◆ Source data
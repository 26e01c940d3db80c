use std::time::Instant;

use peershare_protocol::{TransferProgress, TransferStatus};

/// Byte/chunk accounting for one transfer.
#[derive(Debug, Clone)]
pub struct ProgressMeter {
    started: Instant,
    total_bytes: u64,
    total_chunks: u64,
    bytes: u64,
    chunks: u64,
}

impl ProgressMeter {
    pub fn new(total_bytes: u64, total_chunks: u64) -> Self {
        Self {
            started: Instant::now(),
            total_bytes,
            total_chunks,
            bytes: 0,
            chunks: 0,
        }
    }

    /// Records one applied chunk of `len` bytes.
    pub fn record(&mut self, len: u64) {
        self.bytes += len;
        self.chunks += 1;
    }

    pub fn bytes(&self) -> u64 {
        self.bytes
    }

    pub fn chunks(&self) -> u64 {
        self.chunks
    }

    /// Completion percentage, 0..=100. Byte-based, falling back to chunk
    /// counts for empty files.
    pub fn percent(&self) -> f64 {
        let pct = if self.total_bytes > 0 {
            self.bytes as f64 / self.total_bytes as f64 * 100.0
        } else if self.total_chunks > 0 {
            self.chunks as f64 / self.total_chunks as f64 * 100.0
        } else {
            0.0
        };
        pct.min(100.0)
    }

    /// Average throughput since creation.
    pub fn speed(&self) -> f64 {
        let elapsed = self.started.elapsed().as_secs_f64();
        if elapsed > 0.0 {
            self.bytes as f64 / elapsed
        } else {
            0.0
        }
    }

    pub fn snapshot(&self, status: TransferStatus) -> TransferProgress {
        TransferProgress {
            progress: self.percent(),
            speed_bytes_per_sec: self.speed(),
            status,
        }
    }
}
//! Downloads: open a transfer, pull its chunks in order and feed them to a
//! [`ChunkProcessor`].
//!
//! Chunk 0 arrives inside `FILE_TRANSFER_RESPONSE`; every further chunk is
//! requested with `FILE_CHUNK_REQUEST`. When the processor reports missing
//! chunks at completion they are re-requested, up to
//! [`ClientConfig::max_missing_retries`](crate::ClientConfig) rounds. The
//! host is told the transfer is over with `FILE_TRANSFER_CANCEL` either
//! way: reason `"complete"` on success, the error otherwise.

use std::ops::Range;

use peershare_protocol::messages::{
    FileChunk, FileChunkRequest, FileTransferCancel, FileTransferRequest, FileTransferResponse,
};
use peershare_protocol::{MessageType, TransferProgress};
use peershare_transfer::{
    BufferedProcessor, ByteSink, ChunkProcessor, FileTransferSession, SinkEvent, SinkReceiver,
    StreamingProcessor, TransferError, channel_sink,
};
use tokio::task::JoinHandle;
use tokio_util::sync::CancellationToken;
use tracing::{debug, info, warn};

use crate::ClientError;
use crate::client::{ClientInner, PeerClient};

/// Reason sent with `FILE_TRANSFER_CANCEL` after a successful download.
const REASON_COMPLETE: &str = "complete";

impl PeerClient {
    /// Downloads a whole file into memory.
    pub async fn download(&self, path: &str) -> Result<Vec<u8>, ClientError> {
        self.download_buffered(path, None).await
    }

    /// Downloads `range` (half-open) of a file into memory.
    pub async fn download_range(
        &self,
        path: &str,
        range: Range<u64>,
    ) -> Result<Vec<u8>, ClientError> {
        self.download_buffered(path, Some(range)).await
    }

    /// Streams a file (or `range` of it) into `sink` in byte order.
    ///
    /// The sink's backpressure paces the chunk requests. Returns the
    /// transfer metadata once the sink has been closed.
    pub async fn download_to_sink<S: ByteSink>(
        &self,
        path: &str,
        range: Option<Range<u64>>,
        sink: S,
    ) -> Result<FileTransferSession, ClientError> {
        let (session, first) = open_transfer(&self.inner, path, range).await?;
        let max_buffered = self.inner.config.max_buffered_chunks;
        let mut processor = StreamingProcessor::new(session.clone(), sink, max_buffered);
        let cancel = self.inner.cancel_token().child_token();
        run_to_end(&self.inner, &mut processor, first, &cancel).await?;
        Ok(session)
    }

    /// Opens a streaming download and returns as soon as the host has
    /// accepted it. Bytes are read from the returned [`StreamSession`].
    pub async fn begin_session(
        &self,
        path: &str,
        range: Option<Range<u64>>,
    ) -> Result<StreamSession, ClientError> {
        let (session, first) = open_transfer(&self.inner, path, range).await?;
        let (sink, receiver) = channel_sink(self.inner.config.max_buffered_chunks);
        let mut processor = StreamingProcessor::new(
            session.clone(),
            sink,
            self.inner.config.max_buffered_chunks,
        );
        let cancel = self.inner.cancel_token().child_token();

        let task = {
            let client = self.clone();
            let cancel = cancel.clone();
            tokio::spawn(async move {
                run_to_end(&client.inner, &mut processor, first, &cancel).await?;
                Ok(processor.progress())
            })
        };

        Ok(StreamSession {
            session,
            receiver,
            cancel,
            task,
        })
    }

    /// Tells the host to drop a download session.
    pub async fn cancel_transfer(&self, file_id: &str, reason: &str) -> Result<(), ClientError> {
        self.inner
            .notify(
                MessageType::FileTransferCancel,
                &FileTransferCancel {
                    file_id: file_id.to_string(),
                    reason: reason.to_string(),
                },
            )
            .await
    }

    async fn download_buffered(
        &self,
        path: &str,
        range: Option<Range<u64>>,
    ) -> Result<Vec<u8>, ClientError> {
        let (session, first) = open_transfer(&self.inner, path, range).await?;
        let mut processor = BufferedProcessor::new(session);
        let cancel = self.inner.cancel_token().child_token();
        let data = run_to_end(&self.inner, &mut processor, first, &cancel).await?;
        Ok(data.unwrap_or_default())
    }
}

/// A streaming download in progress.
///
/// Read with [`recv`](Self::recv) until [`SinkEvent::End`], then call
/// [`finish`](Self::finish) for the outcome. Dropping the session stops
/// the transfer: no chunk is requested once the receiver is gone.
pub struct StreamSession {
    session: FileTransferSession,
    receiver: SinkReceiver,
    cancel: CancellationToken,
    task: JoinHandle<Result<TransferProgress, ClientError>>,
}

impl StreamSession {
    /// Transfer metadata announced by the host.
    pub fn info(&self) -> &FileTransferSession {
        &self.session
    }

    pub fn file_id(&self) -> &str {
        &self.session.file_id
    }

    pub fn name(&self) -> &str {
        &self.session.name
    }

    pub fn mime_type(&self) -> &str {
        &self.session.mime_type
    }

    /// Size of the whole file, not just the requested range.
    pub fn total_size(&self) -> u64 {
        self.session.total_size
    }

    pub fn range(&self) -> Range<u64> {
        self.session.range_start..self.session.range_end
    }

    /// Next piece of the stream; `None` once the producer is gone.
    pub async fn recv(&mut self) -> Option<SinkEvent> {
        self.receiver.recv().await
    }

    /// Abandons the download before its next chunk request. The host is
    /// told; data already queued stays readable and the stream ends
    /// without [`SinkEvent::End`].
    pub fn cancel(&mut self) {
        self.cancel.cancel();
    }

    /// Waits for the transfer task and returns its final progress.
    pub async fn finish(self) -> Result<TransferProgress, ClientError> {
        drop(self.receiver);
        join(self.task).await
    }

    /// Collects the rest of the stream into memory.
    pub async fn read_to_end(self) -> Result<Vec<u8>, ClientError> {
        let data = self.receiver.read_to_end().await;
        let outcome = join(self.task).await;
        let data = data?;
        outcome?;
        Ok(data)
    }
}

async fn join(
    task: JoinHandle<Result<TransferProgress, ClientError>>,
) -> Result<TransferProgress, ClientError> {
    task.await
        .map_err(|e| ClientError::Cancelled(format!("transfer task ended: {e}")))?
}

/// Sends `FILE_TRANSFER_REQUEST` and returns the session with chunk 0.
async fn open_transfer(
    inner: &ClientInner,
    path: &str,
    range: Option<Range<u64>>,
) -> Result<(FileTransferSession, FileChunk), ClientError> {
    let req = FileTransferRequest {
        path: path.to_string(),
        range_start: range.as_ref().map(|r| r.start),
        range_end: range.as_ref().map(|r| r.end),
        chunk_size: inner.config.chunk_size,
    };
    let resp = inner
        .send_request(MessageType::FileTransferRequest, &req)
        .await?;
    let resp: FileTransferResponse = inner.expect_payload(resp, MessageType::FileTransferResponse)?;
    let session = FileTransferSession::from_response(&resp)?;
    info!(
        file_id = %session.file_id,
        path = %session.path,
        bytes = session.range_len(),
        chunks = session.total_chunks,
        "download started"
    );
    Ok((session, resp.first_chunk))
}

async fn fetch_chunk(
    inner: &ClientInner,
    session: &FileTransferSession,
    index: u64,
    cancel: &CancellationToken,
) -> Result<FileChunk, ClientError> {
    let (start, end) = session.chunk_range(index)?;
    let req = FileChunkRequest {
        file_id: session.file_id.clone(),
        chunk_index: index,
        path: session.path.clone(),
        start,
        end,
    };
    let resp = tokio::select! {
        _ = cancel.cancelled() => return Err(ClientError::Cancelled("download cancelled".into())),
        resp = inner.send_request(MessageType::FileChunkRequest, &req) => resp?,
    };
    let chunk: FileChunk = inner.expect_payload(resp, MessageType::FileChunkResponse)?;
    if chunk.chunk_index != index {
        return Err(TransferError::ChunkOutOfRange {
            index: chunk.chunk_index,
            total: session.total_chunks,
        }
        .into());
    }
    Ok(chunk)
}

/// Pulls chunks into `processor` until it completes.
async fn drive<P: ChunkProcessor + ?Sized>(
    inner: &ClientInner,
    processor: &mut P,
    first: FileChunk,
    cancel: &CancellationToken,
) -> Result<Option<Vec<u8>>, ClientError> {
    let session = processor.session().clone();
    let mut last = first.chunk_index;
    let mut next = processor.process_chunk(first).await?;
    let mut rounds = 0;

    loop {
        if processor.should_complete(last, session.is_last(last)) {
            match processor.complete().await {
                Ok(data) => return Ok(data),
                Err(TransferError::Incomplete { missing })
                    if rounds < inner.config.max_missing_retries =>
                {
                    rounds += 1;
                    warn!(
                        file_id = %session.file_id,
                        missing = missing.len(),
                        round = rounds,
                        "re-requesting missing chunks"
                    );
                    next = missing.first().copied();
                }
                Err(e) => return Err(e.into()),
            }
        }

        let Some(index) = next else {
            return Ok(processor.complete().await?);
        };
        if cancel.is_cancelled() {
            return Err(ClientError::Cancelled("download cancelled".into()));
        }
        if !processor.wants_more() {
            return Err(TransferError::SinkAborted("sink stopped accepting".into()).into());
        }
        let chunk = fetch_chunk(inner, &session, index, cancel).await?;
        last = chunk.chunk_index;
        next = processor.process_chunk(chunk).await?;
    }
}

/// Drives `processor`, then closes the host session: with reason
/// `"complete"` on success, or after cancelling the processor on failure.
async fn run_to_end<P: ChunkProcessor + ?Sized>(
    inner: &ClientInner,
    processor: &mut P,
    first: FileChunk,
    cancel: &CancellationToken,
) -> Result<Option<Vec<u8>>, ClientError> {
    let file_id = processor.session().file_id.clone();
    let result = drive(inner, processor, first, cancel).await;

    let reason = match &result {
        Ok(_) => {
            info!(file_id = %file_id, chunks = processor.session().total_chunks, "download complete");
            REASON_COMPLETE.to_string()
        }
        Err(e) => {
            warn!(file_id = %file_id, "download failed: {e}");
            processor.cancel(e.to_string()).await;
            e.to_string()
        }
    };

    let cancel_msg = FileTransferCancel {
        file_id: file_id.clone(),
        reason,
    };
    if let Err(e) = inner
        .notify(MessageType::FileTransferCancel, &cancel_msg)
        .await
    {
        debug!(file_id = %file_id, "could not release host session: {e}");
    }
    result
}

◆ Problem statement
Return every line from the records above that holds the word "ByteSink".

◆ Solved problem
    BufferedProcessor, ByteSink, ChunkProcessor, FileTransferSession, SinkEvent, SinkReceiver,
    pub async fn download_to_sink<S: ByteSink>(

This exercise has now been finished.